Меня пробивает электрическим разрядом до самого плеча, а от жара горячей ладони бросает в пот. И вот это от эмоций знобит или он всегда такой горячий? Подозреваю, что всё вместе, потому что прижиматься к его груди на парковке было жарко. Настолько, что это будет аукаться мне до диплома.
Подняв взгляд, я едва не давлюсь вздохом, спотыкаясь о глаза Глебова.
– Морозова, я должен знать что тебе подарил. Поверь, моё любопытство – страшная вещь, – честно предупреждает он, – так что я всё равно не отстану.
– Свидание, – выдыхаю я, опуская глаза.
Ладно, буду считать, что он меня пытал. Жестоко пытал пылесосом, тортом и собой.
– А теперь, Морозова, – по одному только голосу понятно в какую сторону меняется выражение лица Ильи Глебовича, – скажи, что ты пошутила…
Молчание накрывает гостиную и не сказать, чтобы напряжённое. Совсем нет. Скорее, изменчивое. В том смысле, что всё моё существо чувствует как меняется мнение Глебова о моих умственных способностях.
– И кто этот счастливчик?
– Никто. – Посуда, она срочно требует моего внимания. И чайник тоже.
– Значит, кто-то из ваших… – задумчиво тянет Илья Глебович, оказавшийся проницательнее, чем должен быть. – И кто там такой недоступный? Надеюсь, не Драхан?
– С ума сошли?! – Резкий поворот и резкий же выдох. Ещё чего не хватало, страдать по парню, который на сто процентов оправдывает все национальные анекдоты.
– А кто там у вас ещё настолько выдающийся? – Пока Глебов думает, у меня вертится вопрос поинтереснее.
– Вы что, на самом деле помните всех своих студентов?
Это же нереально! У него только первых курсов вагон – высшая математика, один из его предметов, первые полгода есть во всех расписаниях.
– Нет, – Глебов снова сама честность, – не только своих, чужих тоже многих.
– Это сколько же?.. – сипло начинаю я, но ему не до собственных суперспособностей, у него любопытство.
– Морозова, не отвлекайся. – Пока в моей голове сбоит калькулятор, он цепко осматривает меня с головы до талии, остальное скрыто барной стойкой. – Только не говори, что речь идёт об этой отрыжке попсовых «Сумерек»?
В его глазах реальное разочарование, такого даже после новости о споре не было.
– Что?
Пусть сравнение и такое себе, но на удивление точное.
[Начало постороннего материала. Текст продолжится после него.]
use std::sync::Arc;

use tokio::io::AsyncReadExt;
use tokio::sync::mpsc;
use tokio::task::JoinHandle;

use crate::error::RunnerError;
use crate::util::TailBuffer;

use super::types::{OutputLine, OutputStream};

/// Continuously drains one pipe of the child so it is never blocked on a
/// full buffer, splitting the byte stream into lines as they arrive.
pub(super) fn pump_stream<R>(
    rd: R,
    stream: OutputStream,
    tail: Arc<TailBuffer>,
    line_tx: mpsc::Sender<OutputLine>,
) -> JoinHandle<Result<u64, RunnerError>>
where
    R: tokio::io::AsyncRead + Unpin + Send + 'static,
{
    let label: &'static str = match stream {
        OutputStream::Stdout => "stdout",
        OutputStream::Stderr => "stderr",
    };

    tokio::spawn(async move {
        let mut rd = rd;
        let mut buf = vec![0u8; 16 * 1024];
        let mut total = 0u64;
        let mut line_buf: Vec<u8> = Vec::with_capacity(8 * 1024);

        loop {
            let n = rd.read(&mut buf).await.map_err(|e| RunnerError::StreamIo {
                stream: label,
                source: e,
            })?;
            if n == 0 {
                break;
            }
            total += n as u64;

            line_buf.extend_from_slice(&buf[..n]);
            while let Some(pos) = line_buf.iter().position(|&b| b == b'\n') {
                let mut one = line_buf.drain(..=pos).collect::<Vec<u8>>();
                trim_newline(&mut one);
                let text = String::from_utf8_lossy(&one).to_string();
                tail.push(&text);
                // Send failures mean the consumer is gone; keep draining so
                // the child never stalls on a full pipe.
                let _ = line_tx.send(OutputLine { stream, text }).await;
            }
        }

        // EOF flush: deliver the last partial line if it doesn't end with '\n'.
        if !line_buf.is_empty() {
            trim_newline(&mut line_buf);
            if !line_buf.is_empty() {
                let text = String::from_utf8_lossy(&line_buf).to_string();
                tail.push(&text);
                let _ = line_tx.send(OutputLine { stream, text }).await;
            }
        }

        Ok(total)
    })
}

fn trim_newline(buf: &mut Vec<u8>) {
    if buf.last() == Some(&b'\n') {
        buf.pop();
    }
    if buf.last() == Some(&b'\r') {
        buf.pop();
    }
}

#[cfg(test)]
mod tests {
    use super::*;
    use tokio::io::AsyncWriteExt;

    #[tokio::test]
    async fn splits_chunks_into_lines_in_order() {
        let (mut wr, rd) = tokio::io::duplex(1024);
        let tail = TailBuffer::new(16);
        let (tx, mut rx) = mpsc::channel::<OutputLine>(8);

        let task = pump_stream(rd, OutputStream::Stdout, tail, tx);

        wr.write_all(b"first\nsec").await.unwrap();
        wr.write_all(b"ond\nthird\n").await.unwrap();
        drop(wr);

        let mut lines = Vec::new();
        while let Some(line) = rx.recv().await {
            assert_eq!(line.stream, OutputStream::Stdout);
            lines.push(line.text);
        }
        assert_eq!(lines, vec!["first", "second", "third"]);

        let total = task.await.unwrap().unwrap();
        assert_eq!(total, b"first\nsecond\nthird\n".len() as u64);
    }

    #[tokio::test]
    async fn flushes_last_line_without_newline_on_eof() {
        let (mut wr, rd) = tokio::io::duplex(1024);
        let tail = TailBuffer::new(16);
        let (tx, mut rx) = mpsc::channel::<OutputLine>(8);

        let task = pump_stream(rd, OutputStream::Stderr, tail.clone(), tx);

        wr.write_all(b"hello").await.unwrap();
        drop(wr);

        let line = rx.recv().await.expect("expected one line");
        assert_eq!(line.text, "hello");
        assert_eq!(line.stream, OutputStream::Stderr);
        assert_eq!(tail.to_lines(), vec!["hello"]);

        task.await.unwrap().unwrap();
    }

    #[tokio::test]
    async fn strips_carriage_returns() {
        let (mut wr, rd) = tokio::io::duplex(64);
        let tail = TailBuffer::new(4);
        let (tx, mut rx) = mpsc::channel::<OutputLine>(4);

        let task = pump_stream(rd, OutputStream::Stdout, tail, tx);

        wr.write_all(b"dos line\r\n").await.unwrap();
        drop(wr);

        assert_eq!(rx.recv().await.unwrap().text, "dos line");
        task.await.unwrap().unwrap();
    }
}
use std::process::Stdio;

use tokio::process::{Child, ChildStderr, ChildStdout, Command};

use crate::error::RunnerError;

use super::types::BrewInvocation;

/// A spawned child with piped stdout/stderr. `brew` is non-interactive, so
/// stdin is closed at spawn time; some subcommands otherwise wait on it.
pub(super) struct ProcessSession {
    child: Child,
}

impl ProcessSession {
    pub(super) fn spawn(invocation: &BrewInvocation) -> Result<Self, RunnerError> {
        let child = Command::new(&invocation.program)
            .args(&invocation.args)
            .stdin(Stdio::null())
            .stdout(Stdio::piped())
            .stderr(Stdio::piped())
            .kill_on_drop(true)
            .spawn()
            .map_err(|e| {
                RunnerError::Spawn(format!("{}: {e}", invocation.program.display()))
            })?;

        Ok(Self { child })
    }

    pub(super) fn take_stdout(&mut self) -> Option<ChildStdout> {
        self.child.stdout.take()
    }

    pub(super) fn take_stderr(&mut self) -> Option<ChildStderr> {
        self.child.stderr.take()
    }

    pub(super) async fn kill(&mut self) {
        let _ = self.child.kill().await;
    }

    pub(super) async fn wait(&mut self) -> Result<i32, RunnerError> {
        let status = self.child.wait().await.map_err(RunnerError::Wait)?;
        Ok(status.code().unwrap_or(-1))
    }
}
Глебов, придвинув кружку, делает несколько больших глотков, а я как дура смотрю на неожиданно крепкую шею.
– Морозова, ты в курсе, что Велисов занят? – вернув кофе на стол, поднимает он бровь.
– А вы в курсе, что собирать студенческие сплетни непрофессионально? – Моя тарелка летит в раковину, знать бы ещё когда я успела съесть торт… Ничего, у меня ещё есть.
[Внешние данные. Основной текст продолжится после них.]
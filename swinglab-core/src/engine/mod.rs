//! Bar-by-bar simulation engine.
//!
//! A single run is a strictly sequential fold over the execution-timeframe
//! bars: decrement cooldown, ratchet the trailing extreme, ask the signal
//! generator for a decision, execute it, record an equity point, check the
//! fatal balance condition. The engine owns the position and balance
//! exclusively; nothing else mutates them.
//!
//! Balance moves only when a trade closes. If it ever reaches zero or
//! below, the run halts at that bar and the result carries a `truncated`
//! flag together with everything accumulated so far.

pub mod sizing;

use crate::config::{ConfigError, StrategyConfig};
use crate::data::{self, DataError};
use crate::domain::{
    AuditEntry, AuditEvent, Bar, Direction, EquityPoint, ExitReason, OpenPosition, PositionState,
    Trade,
};
use crate::indicators::{atr, resolve_nans, rsi};
use crate::signal::{PositionSnapshot, Signal, SignalContext, SignalGenerator};
use serde::{Deserialize, Serialize};
use thiserror::Error;
use tracing::{debug, warn};

/// Anything that stops a simulation from starting.
#[derive(Debug, Error, PartialEq)]
pub enum BacktestError {
    #[error(transparent)]
    Config(#[from] ConfigError),
    #[error(transparent)]
    Data(#[from] DataError),
}

/// Complete output of one run.
#[derive(Debug, Clone, Serialize, Deserialize)]
pub struct RunResult {
    /// Closed trades, ordered by exit time.
    pub trades: Vec<Trade>,
    /// One point per processed bar.
    pub equity_curve: Vec<EquityPoint>,
    /// State-transition history, for debugging and replay.
    pub audit: Vec<AuditEntry>,
    /// True when the run halted early on a depleted balance.
    pub truncated: bool,
    pub final_balance: f64,
    pub bars_processed: usize,
}

/// Mutable per-run state. One instance per run, never shared.
struct SimState {
    balance: f64,
    position: PositionState,
    cooldown_remaining: usize,
    trades: Vec<Trade>,
    equity_curve: Vec<EquityPoint>,
    audit: Vec<AuditEntry>,
}

impl SimState {
    fn new(initial_balance: f64, capacity: usize) -> Self {
        Self {
            balance: initial_balance,
            position: PositionState::Flat,
            cooldown_remaining: 0,
            trades: Vec::new(),
            equity_curve: Vec::with_capacity(capacity),
            audit: Vec::new(),
        }
    }
}

/// The simulation engine. Construction validates the config; `run` is then
/// a pure function of the input bars and may be called repeatedly (each
/// call starts from a fresh state).
#[derive(Debug, Clone)]
pub struct Backtester {
    config: StrategyConfig,
    generator: SignalGenerator,
}

impl Backtester {
    pub fn new(config: StrategyConfig) -> Result<Self, ConfigError> {
        config.validate()?;
        let generator = SignalGenerator::new(&config);
        Ok(Self { config, generator })
    }

    pub fn config(&self) -> &StrategyConfig {
        &self.config
    }

    /// Run the simulation over an execution-timeframe series with a
    /// higher-timeframe trend series.
    pub fn run(&self, exec_bars: &[Bar], higher_bars: &[Bar]) -> Result<RunResult, DataError> {
        data::validate_pair(exec_bars, higher_bars)?;
        let cfg = &self.config;

        // Indicators are computed and NaN-resolved once, before the loop;
        // sizing arithmetic never sees a NaN.
        let closes: Vec<f64> = exec_bars.iter().map(|b| b.close).collect();
        let atr_series = resolve_nans(&atr(exec_bars, cfg.atr_period));
        let rsi_series = resolve_nans(&rsi(&closes, cfg.rsi_period));
        let higher_closes: Vec<f64> = higher_bars.iter().map(|b| b.close).collect();
        let spacing = data::higher_tf_spacing(higher_bars);

        let mut sim = SimState::new(cfg.initial_balance, exec_bars.len());
        let mut truncated = false;
        let mut bars_processed = 0;

        for (i, bar) in exec_bars.iter().enumerate() {
            bars_processed = i + 1;
            let price = bar.close;
            let bar_atr = atr_series[i];

            // Cooldown pauses all signal handling; bookkeeping continues.
            // The position is always flat here (cooldown starts at close).
            if sim.cooldown_remaining > 0 {
                sim.cooldown_remaining -= 1;
                self.record_equity(&mut sim, bar);
                continue;
            }

            // Ratchet the trailing extreme, then freeze the exit thresholds
            // the generator will consult for this bar.
            let snapshot = match &mut sim.position {
                PositionState::Open(pos) => {
                    pos.ratchet(price);
                    PositionSnapshot::Open {
                        direction: pos.direction,
                        stop_loss: pos.stop_loss,
                        trailing_target: pos.trailing_target(cfg.tp_multiplier * bar_atr),
                    }
                }
                PositionState::Flat => PositionSnapshot::Flat,
            };

            let visible = data::visible_len(higher_bars, spacing, bar.timestamp);
            let ctx = SignalContext {
                timestamp: bar.timestamp,
                close: price,
                volume: bar.volume,
                index: i,
                rsi: &rsi_series,
                higher_closes: &higher_closes[..visible],
                position: snapshot,
            };

            match (self.generator.evaluate(&ctx), snapshot) {
                (
                    Signal::CloseLong | Signal::CloseShort,
                    PositionSnapshot::Open {
                        direction,
                        stop_loss,
                        trailing_target,
                    },
                ) => {
                    let reason = self.exit_reason(bar, direction, stop_loss, trailing_target);
                    self.close_position(&mut sim, bar, reason);
                }
                (Signal::Buy, PositionSnapshot::Flat) => {
                    self.try_enter(&mut sim, bar, bar_atr, Direction::Long);
                }
                (Signal::Sell, PositionSnapshot::Flat) => {
                    self.try_enter(&mut sim, bar, bar_atr, Direction::Short);
                }
                _ => {}
            }

            self.record_equity(&mut sim, bar);

            if sim.balance <= 0.0 {
                warn!(bar = i, balance = sim.balance, "balance depleted, halting run");
                let equity = self.equity(&sim, price);
                sim.audit.push(AuditEntry {
                    timestamp: bar.timestamp,
                    event: AuditEvent::Halted,
                    price,
                    balance: sim.balance,
                    equity,
                    state: sim.position.side(),
                });
                truncated = true;
                break;
            }
        }

        Ok(RunResult {
            trades: sim.trades,
            equity_curve: sim.equity_curve,
            audit: sim.audit,
            truncated,
            final_balance: sim.balance,
            bars_processed,
        })
    }

    /// Classify why the generator asked for a close. The engine computed
    /// the thresholds, so it can name the binding one; the priority mirrors
    /// the generator's checks.
    fn exit_reason(
        &self,
        bar: &Bar,
        direction: Direction,
        stop_loss: f64,
        trailing_target: f64,
    ) -> ExitReason {
        if self.config.session.in_close_window(bar.timestamp) {
            return ExitReason::SessionClose;
        }
        let (hit_stop, hit_trailing) = match direction {
            Direction::Long => (bar.close <= stop_loss, bar.close <= trailing_target),
            Direction::Short => (bar.close >= stop_loss, bar.close >= trailing_target),
        };
        if hit_stop {
            ExitReason::StopLoss
        } else if hit_trailing {
            ExitReason::TrailingStop
        } else {
            ExitReason::TrendReversal
        }
    }

    fn try_enter(&self, sim: &mut SimState, bar: &Bar, bar_atr: f64, direction: Direction) {
        let cfg = &self.config;
        let stop_distance = cfg.sl_multiplier * bar_atr;
        let risk_budget = cfg.risk_fraction(sim.balance) * sim.balance;

        let Some(size) = sizing::position_size(
            cfg.platform,
            risk_budget,
            stop_distance,
            cfg.min_size,
            cfg.max_size,
        ) else {
            // Arithmetic guard: a zero stop distance (flat market) or zero
            // budget skips this entry; the run continues.
            warn!(
                time = %bar.timestamp,
                stop_distance,
                "entry skipped: degenerate stop distance or risk budget"
            );
            self.push_audit(sim, bar, AuditEvent::EntrySkipped);
            return;
        };

        let stop_loss = match direction {
            Direction::Long => bar.close - stop_distance,
            Direction::Short => bar.close + stop_distance,
        };
        sim.position = PositionState::Open(OpenPosition {
            direction,
            entry_time: bar.timestamp,
            entry_price: bar.close,
            size,
            stop_loss,
            trailing_extreme: bar.close,
        });
        debug!(
            time = %bar.timestamp,
            ?direction,
            price = bar.close,
            size,
            stop_loss,
            "entered position"
        );
        self.push_audit(sim, bar, AuditEvent::Entered);
    }

    fn close_position(&self, sim: &mut SimState, bar: &Bar, reason: ExitReason) {
        let cfg = &self.config;
        let PositionState::Open(pos) = std::mem::replace(&mut sim.position, PositionState::Flat)
        else {
            return;
        };
        let profit = sizing::realized_profit(
            cfg.platform,
            pos.direction,
            pos.entry_price,
            bar.close,
            pos.size,
            cfg.leverage,
            cfg.fee_rate,
        );
        sim.balance += profit;
        sim.cooldown_remaining = cfg.cooldown_bars;
        debug!(
            time = %bar.timestamp,
            direction = ?pos.direction,
            ?reason,
            profit,
            balance = sim.balance,
            "closed position"
        );
        sim.trades.push(Trade {
            direction: pos.direction,
            entry_time: pos.entry_time,
            entry_price: pos.entry_price,
            exit_time: bar.timestamp,
            exit_price: bar.close,
            size: pos.size,
            realized_profit: profit,
            exit_reason: reason,
        });
        self.push_audit(sim, bar, AuditEvent::Exited);
    }

    fn equity(&self, sim: &SimState, price: f64) -> f64 {
        match &sim.position {
            PositionState::Flat => sim.balance,
            PositionState::Open(pos) => {
                sim.balance
                    + sizing::unrealized_profit(
                        self.config.platform,
                        pos.direction,
                        pos.entry_price,
                        price,
                        pos.size,
                        self.config.leverage,
                    )
            }
        }
    }

    fn record_equity(&self, sim: &mut SimState, bar: &Bar) {
        let equity = self.equity(sim, bar.close);
        sim.equity_curve.push(EquityPoint {
            timestamp: bar.timestamp,
            balance: sim.balance,
            equity,
            state: sim.position.side(),
        });
    }

    fn push_audit(&self, sim: &mut SimState, bar: &Bar, event: AuditEvent) {
        let equity = self.equity(sim, bar.close);
        sim.audit.push(AuditEntry {
            timestamp: bar.timestamp,
            event,
            price: bar.close,
            balance: sim.balance,
            equity,
            state: sim.position.side(),
        });
    }
}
– Да какие сплетни, если он с Пермяковой сос… – откашлявшись, Илья Глебович продолжает: – Обжимается на всех парах!
– Поэтому мне и нужен шанс.
Можно подумать, он поймёт! Как же, у таких, как он не бывает проблем ни со свиданиями, ни со всем остальным. Пришёл, увидел, уложил, блин.
– Ну-ну, – обидно хмыкает Илья Глебович и поднимается, чтобы под моим удивлённым взглядом пройти в прихожую.
– Что вы?.. Вы не съели торт! – Почему-то именно этот фактор становится самым раздражающим.
Я, понимаешь ли, старалась, резала аккуратно, а не как обычно, а он просто берёт и уходит!
– Я, в общем-то, наелся. – Две секунды и этот Илья Глебович надевает тяжёлые ботинки. – Дай куртку.
В смысле наелся? Это он сейчас о моей глупости или показалось? Обидно, когда взрослый опытный мужчина так отзывается о всех твоих девичьих грёзах. Может, и правда идиотских, но демонстрировать это прямо, вообще-то, необязательно!
– Отбило твоими откровениями, – с явным упрёком. – Знал бы, что твои желания ограничиваются Велисовым, не стал подыгрывать.
– О, а это была игра? – ехидничаю я в ответ, но, напоровшись на взгляд Ильи Глебовича, осекаюсь. И молчу уже виновато.
В конце концов, каждый имеет право на своё мнение, даже если оно в корне неправильное.
– Куртка, – напоминает Глебов.
Что мне остаётся? Только заткнуть вылезшую некстати обиду – до уровня его словесных перепалок мне ещё лет пять, и это по самым скромным меркам.
– Да, сейчас.
Открыв дверь шкафа-купе, я снимаю куртку с плечиков и разворачиваюсь, не ожидая, что Глебов окажется прямо за моей спиной. Неловкого столкновения не ожидая тоже, от которого в собственных руках-ногах возникает путаница. Грация и реакция это в принципе не про меня.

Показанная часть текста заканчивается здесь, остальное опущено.